[TO DO] Word for word, give the entries back.

Collection entries

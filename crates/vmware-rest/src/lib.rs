//! # vmware-rest: declarative vCenter resources over the vSphere REST API
//!
//! Reconciles a desired state (present / absent plus field values) against
//! what a vCenter reports, issuing only the GET / POST / PATCH / DELETE calls
//! needed, and reports whether anything changed.
//!
//! ## Modules
//!
//! - **types**: connection config, desired state, operation results
//! - **error**: crate-specific error types
//! - **transport**: request / response types and the `RestTransport` seam
//! - **vsphere**: vSphere REST API HTTP client with session-based auth
//! - **payload**: per-operation field-mapping tables and the renderer
//! - **normalize**: response shape detection and change reporting
//! - **resource**: static resource descriptors
//! - **reconcile**: the generic resolve / compare / submit state machine
//! - **resources**: resource pools and VM SCSI adapters
//! - **service**: aggregate facade + shared state alias

pub mod types;
pub mod error;
pub mod transport;
pub mod vsphere;
pub mod payload;
pub mod normalize;
pub mod resource;
pub mod reconcile;
pub mod resources;
pub mod service;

[ANSWER TO THIS EXERCISE]
filename crates/vmware-rest/src/lib.rs
//! # vmware-rest: declarative vCenter resources over the vSphere REST API
//!
//! Reconciles a desired state (present / absent plus field values) against
//! what a vCenter reports, issuing only the GET / POST / PATCH / DELETE calls
//! needed, and reports whether anything changed.
//!
//! ## Modules
//!
//! - **types**: connection config, desired state, operation results
//! - **error**: crate-specific error types
//! - **transport**: request / response types and the `RestTransport` seam
//! - **vsphere**: vSphere REST API HTTP client with session-based auth
//! - **payload**: per-operation field-mapping tables and the renderer
//! - **normalize**: response shape detection and change reporting
//! - **resource**: static resource descriptors
//! - **reconcile**: the generic resolve / compare / submit state machine
//! - **resources**: resource pools and VM SCSI adapters
//! - **service**: aggregate facade + shared state alias

pub mod types;
pub mod error;
pub mod transport;
pub mod vsphere;
pub mod payload;
pub mod normalize;
pub mod resource;
pub mod reconcile;
pub mod resources;
pub mod service;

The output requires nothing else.